Without the fried bowl, this black bean and quinoa bowl has many of the traditional characteristics of a taco salad. Pico de gallo, fresh cilantro, avocado, and a simple hummus dressing are all added to the dish. In a bowl, mix quinoa and beans. In a small bowl, combine the hummus and lime juice; thin with water to the desired consistency. Over the quinoa and beans, drizzle the hummus dressing. Add cilantro, avocado, and pico de gallo to the top.

  • Vegan Creamy Coleslaw

In this simple BBQ side dish recipe, traditional cole slaw is veganized. In this coleslaw seasoned with Dijon and cider vinegar, eggless or vegan mayonnaise’s mild flavor blends seamlessly with traditional mayo. Locate it in the condiment aisle of sizable supermarkets or natural foods stores. In a sizable bowl, mix the mayonnaise, mustard, vinegar, and sugar. Add salt, pepper, and caraway (or celery) seeds. Stir in the carrots, red cabbage, and green cabbage.

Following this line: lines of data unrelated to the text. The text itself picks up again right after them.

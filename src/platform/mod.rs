//! Platform abstraction layer
//!
//! The game runs inside a bead-grid host engine that owns the window, the
//! timer and the audio mixer. Everything the game asks of it goes through
//! the `Host` trait:
//! - Grid size and per-cell drawing
//! - Status line
//! - Sound loading, playback and volume fades
//! - The fixed-rate tick timer

#[cfg(target_arch = "wasm32")]
pub mod web;

use serde::{Deserialize, Serialize};

use crate::render::{CellStyle, Frame};

/// Playback options for a sound
#[derive(Debug, Clone, Copy, PartialEq, Serialize, Deserialize)]
pub struct SoundOptions {
    /// 0.0 - 1.0
    pub volume: f32,
    pub looped: bool,
}

impl SoundOptions {
    pub fn once(volume: f32) -> Self {
        Self {
            volume,
            looped: false,
        }
    }

    pub fn looped(volume: f32) -> Self {
        Self { volume, looped: true }
    }
}

/// Services the host engine provides to the game
pub trait Host {
    /// Resize the bead grid
    fn set_grid_size(&mut self, width: usize, height: usize);

    fn draw_cell(&mut self, x: usize, y: usize, style: CellStyle);

    fn set_status(&mut self, text: &str, color: u32);

    /// Register a sound by name; playback may start before loading finishes
    fn load_sound(&mut self, name: &str);

    fn play_sound(&mut self, name: &str, options: SoundOptions);

    /// Ramp a playing sound's volume to `target` over `duration_ms`
    fn fade_sound(&mut self, name: &str, target: f32, duration_ms: u32);

    /// Start calling the tick callback every `interval` host ticks (60 Hz)
    fn start_timer(&mut self, interval: u32);

    /// Push a whole frame. Cells the frame leaves empty are not touched.
    fn draw_frame(&mut self, frame: &Frame) {
        for (i, cell) in frame.cells.iter().enumerate() {
            if let Some(style) = cell {
                self.draw_cell(i % frame.width, i / frame.width, *style);
            }
        }
        self.set_status(&frame.status, frame.status_color);
    }
}

/// One recorded host request
#[derive(Debug, Clone, PartialEq, Serialize, Deserialize)]
#[serde(tag = "call", rename_all = "snake_case")]
pub enum HostCall {
    GridSize { width: usize, height: usize },
    Cell { x: usize, y: usize, style: CellStyle },
    Status { text: String, color: u32 },
    LoadSound { name: String },
    PlaySound { name: String, options: SoundOptions },
    FadeSound { name: String, target: f32, duration_ms: u32 },
    StartTimer { interval: u32 },
}

/// Headless host that records every call
///
/// Used by the native runner and in tests, and as the command buffer that the
/// wasm binding hands to JavaScript.
#[derive(Debug, Clone, Default)]
pub struct RecordingHost {
    calls: Vec<HostCall>,
    grid: (usize, usize),
    status: String,
}

impl RecordingHost {
    pub fn new() -> Self {
        Self::default()
    }

    pub fn calls(&self) -> &[HostCall] {
        &self.calls
    }

    /// Hand over everything recorded so far
    pub fn take_calls(&mut self) -> Vec<HostCall> {
        std::mem::take(&mut self.calls)
    }

    pub fn grid_size(&self) -> (usize, usize) {
        self.grid
    }

    pub fn status(&self) -> &str {
        &self.status
    }

    /// Names of sounds started since the last `take_calls`
    pub fn sounds_played(&self) -> Vec<&str> {
        self.calls
            .iter()
            .filter_map(|c| match c {
                HostCall::PlaySound { name, .. } => Some(name.as_str()),
                _ => None,
            })
            .collect()
    }

    pub fn fades(&self) -> Vec<(&str, f32, u32)> {
        self.calls
            .iter()
            .filter_map(|c| match c {
                HostCall::FadeSound {
                    name,
                    target,
                    duration_ms,
                } => Some((name.as_str(), *target, *duration_ms)),
                _ => None,
            })
            .collect()
    }
}

impl Host for RecordingHost {
    fn set_grid_size(&mut self, width: usize, height: usize) {
        log::debug!("Grid resized to {}x{}", width, height);
        self.grid = (width, height);
        self.calls.push(HostCall::GridSize { width, height });
    }

    fn draw_cell(&mut self, x: usize, y: usize, style: CellStyle) {
        self.calls.push(HostCall::Cell { x, y, style });
    }

    fn set_status(&mut self, text: &str, color: u32) {
        if text != self.status {
            log::debug!("Status: {}", text);
            self.status = text.to_string();
        }
        self.calls.push(HostCall::Status {
            text: text.to_string(),
            color,
        });
    }

    fn load_sound(&mut self, name: &str) {
        self.calls.push(HostCall::LoadSound { name: name.to_string() });
    }

    fn play_sound(&mut self, name: &str, options: SoundOptions) {
        log::debug!("Play {} at {:.2}{}", name, options.volume, if options.looped { " (loop)" } else { "" });
        self.calls.push(HostCall::PlaySound {
            name: name.to_string(),
            options,
        });
    }

    fn fade_sound(&mut self, name: &str, target: f32, duration_ms: u32) {
        log::debug!("Fade {} to {:.2} over {}ms", name, target, duration_ms);
        self.calls.push(HostCall::FadeSound {
            name: name.to_string(),
            target,
            duration_ms,
        });
    }

    fn start_timer(&mut self, interval: u32) {
        self.calls.push(HostCall::StartTimer { interval });
    }
}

  • Cocoa-Chia Pudding with Raspberries

Take advantage of this amazingly nutritious chia pudding recipe and enjoy chocolate for breakfast. The juicy raspberries and rich chocolate flavor provide a delicious change from oatmeal in your morning routine. Like overnight oats, this simple chia pudding dish is prepared by combining all of the ingredients, then chilling them overnight. For every 1/2 cup of unsweetened almond milk or other nondairy milk, we advise adding 2 tablespoons of chia seeds. The best pudding consistency can be achieved using this ratio. Stir the mixture thoroughly, breaking up any seed clumps, to ensure that all of the chia seeds are integrated into the almond milk. Chia seeds thicken and gel when they take up moisture. The pudding won’t set correctly if the chia seeds are packed tightly together. Stir the mixture several times to keep the chia seeds from sinking to the bottom of the bowl and to keep them afloat in the almond milk. Chia pudding should be covered and kept in the fridge for at least 8 hours and up to 3 days for the best benefits. This provides enough time for the chia pudding to thicken to the ideal consistency.

  • Chocolate Banana Oatmeal

With this kid-friendly healthy chocolate and banana oatmeal recipe, you can enjoy your fruit and a little luxury, too. In a rush in the morning? Try our oatmeal variant overnight. In a small saucepan, bring water and a pinch of table salt to a boil. Oats should be added after reducing the heat to medium and cooking for about 5 minutes while stirring occasionally. Withdraw from heat, cover, and allow to stand for two to three minutes. Add a banana, chocolate spread, and salt flake on top.

These are some of the recipes you can try! We hope you liked this.